■ WHAT TO PRODUCE: Line by line, copy the data below exactly.

Collected data entries:
§ §
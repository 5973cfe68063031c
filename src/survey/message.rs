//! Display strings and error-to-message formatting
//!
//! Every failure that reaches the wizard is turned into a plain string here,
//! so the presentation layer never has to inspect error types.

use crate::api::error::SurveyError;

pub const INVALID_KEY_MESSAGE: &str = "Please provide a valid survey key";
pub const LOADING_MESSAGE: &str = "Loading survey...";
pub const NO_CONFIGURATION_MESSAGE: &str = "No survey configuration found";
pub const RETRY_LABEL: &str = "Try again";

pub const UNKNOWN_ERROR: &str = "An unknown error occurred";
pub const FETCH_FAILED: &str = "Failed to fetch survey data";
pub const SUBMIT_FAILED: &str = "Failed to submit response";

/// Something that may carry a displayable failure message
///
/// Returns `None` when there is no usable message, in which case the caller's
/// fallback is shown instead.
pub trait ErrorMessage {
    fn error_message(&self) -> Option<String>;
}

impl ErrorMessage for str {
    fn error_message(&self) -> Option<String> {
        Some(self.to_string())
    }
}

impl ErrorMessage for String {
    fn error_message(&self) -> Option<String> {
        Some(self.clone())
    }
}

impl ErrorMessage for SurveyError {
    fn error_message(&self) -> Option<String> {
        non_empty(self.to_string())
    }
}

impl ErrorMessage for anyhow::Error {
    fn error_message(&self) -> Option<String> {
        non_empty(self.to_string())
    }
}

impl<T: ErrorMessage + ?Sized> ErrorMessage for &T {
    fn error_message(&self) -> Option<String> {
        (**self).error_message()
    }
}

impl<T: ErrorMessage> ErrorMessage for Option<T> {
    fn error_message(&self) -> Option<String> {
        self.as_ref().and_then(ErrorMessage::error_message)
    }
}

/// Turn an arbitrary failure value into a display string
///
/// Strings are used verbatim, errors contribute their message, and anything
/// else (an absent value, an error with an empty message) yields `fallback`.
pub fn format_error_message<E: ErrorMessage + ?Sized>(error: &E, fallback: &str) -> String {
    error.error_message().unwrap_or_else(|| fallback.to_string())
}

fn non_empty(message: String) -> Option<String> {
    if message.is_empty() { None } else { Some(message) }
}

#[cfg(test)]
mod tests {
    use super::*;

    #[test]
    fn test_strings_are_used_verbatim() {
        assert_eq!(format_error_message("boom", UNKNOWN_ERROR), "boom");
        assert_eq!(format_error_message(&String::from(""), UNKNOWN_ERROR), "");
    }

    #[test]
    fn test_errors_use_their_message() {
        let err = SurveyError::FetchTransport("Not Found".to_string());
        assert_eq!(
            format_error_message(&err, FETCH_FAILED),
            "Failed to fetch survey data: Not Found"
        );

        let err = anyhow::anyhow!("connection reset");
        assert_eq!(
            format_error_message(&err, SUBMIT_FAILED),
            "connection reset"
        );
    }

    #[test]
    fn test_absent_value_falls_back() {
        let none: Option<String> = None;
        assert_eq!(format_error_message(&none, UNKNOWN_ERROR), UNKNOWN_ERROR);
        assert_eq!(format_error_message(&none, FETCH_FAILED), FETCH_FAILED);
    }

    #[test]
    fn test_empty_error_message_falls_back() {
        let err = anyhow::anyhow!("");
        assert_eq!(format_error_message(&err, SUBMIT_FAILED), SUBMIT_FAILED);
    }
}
§ §
■ SOLUTION:
repository 5973cfe68063031c
filename src/survey/message.rs
//! Display strings and error-to-message formatting
//!
//! Every failure that reaches the wizard is turned into a plain string here,
//! so the presentation layer never has to inspect error types.

use crate::api::error::SurveyError;

pub const INVALID_KEY_MESSAGE: &str = "Please provide a valid survey key";
pub const LOADING_MESSAGE: &str = "Loading survey...";
pub const NO_CONFIGURATION_MESSAGE: &str = "No survey configuration found";
pub const RETRY_LABEL: &str = "Try again";

pub const UNKNOWN_ERROR: &str = "An unknown error occurred";
pub const FETCH_FAILED: &str = "Failed to fetch survey data";
pub const SUBMIT_FAILED: &str = "Failed to submit response";

/// Something that may carry a displayable failure message
///
/// Returns `None` when there is no usable message, in which case the caller's
/// fallback is shown instead.
pub trait ErrorMessage {
    fn error_message(&self) -> Option<String>;
}

impl ErrorMessage for str {
    fn error_message(&self) -> Option<String> {
        Some(self.to_string())
    }
}

impl ErrorMessage for String {
    fn error_message(&self) -> Option<String> {
        Some(self.clone())
    }
}

impl ErrorMessage for SurveyError {
    fn error_message(&self) -> Option<String> {
        non_empty(self.to_string())
    }
}

impl ErrorMessage for anyhow::Error {
    fn error_message(&self) -> Option<String> {
        non_empty(self.to_string())
    }
}

impl<T: ErrorMessage + ?Sized> ErrorMessage for &T {
    fn error_message(&self) -> Option<String> {
        (**self).error_message()
    }
}

impl<T: ErrorMessage> ErrorMessage for Option<T> {
    fn error_message(&self) -> Option<String> {
        self.as_ref().and_then(ErrorMessage::error_message)
    }
}

/// Turn an arbitrary failure value into a display string
///
/// Strings are used verbatim, errors contribute their message, and anything
/// else (an absent value, an error with an empty message) yields `fallback`.
pub fn format_error_message<E: ErrorMessage + ?Sized>(error: &E, fallback: &str) -> String {
    error.error_message().unwrap_or_else(|| fallback.to_string())
}

fn non_empty(message: String) -> Option<String> {
    if message.is_empty() { None } else { Some(message) }
}

#[cfg(test)]
mod tests {
    use super::*;

    #[test]
    fn test_strings_are_used_verbatim() {
        assert_eq!(format_error_message("boom", UNKNOWN_ERROR), "boom");
        assert_eq!(format_error_message(&String::from(""), UNKNOWN_ERROR), "");
    }

    #[test]
    fn test_errors_use_their_message() {
        let err = SurveyError::FetchTransport("Not Found".to_string());
        assert_eq!(
            format_error_message(&err, FETCH_FAILED),
            "Failed to fetch survey data: Not Found"
        );

        let err = anyhow::anyhow!("connection reset");
        assert_eq!(
            format_error_message(&err, SUBMIT_FAILED),
            "connection reset"
        );
    }

    #[test]
    fn test_absent_value_falls_back() {
        let none: Option<String> = None;
        assert_eq!(format_error_message(&none, UNKNOWN_ERROR), UNKNOWN_ERROR);
        assert_eq!(format_error_message(&none, FETCH_FAILED), FETCH_FAILED);
    }

    #[test]
    fn test_empty_error_message_falls_back() {
        let err = anyhow::anyhow!("");
        assert_eq!(format_error_message(&err, SUBMIT_FAILED), SUBMIT_FAILED);
    }
}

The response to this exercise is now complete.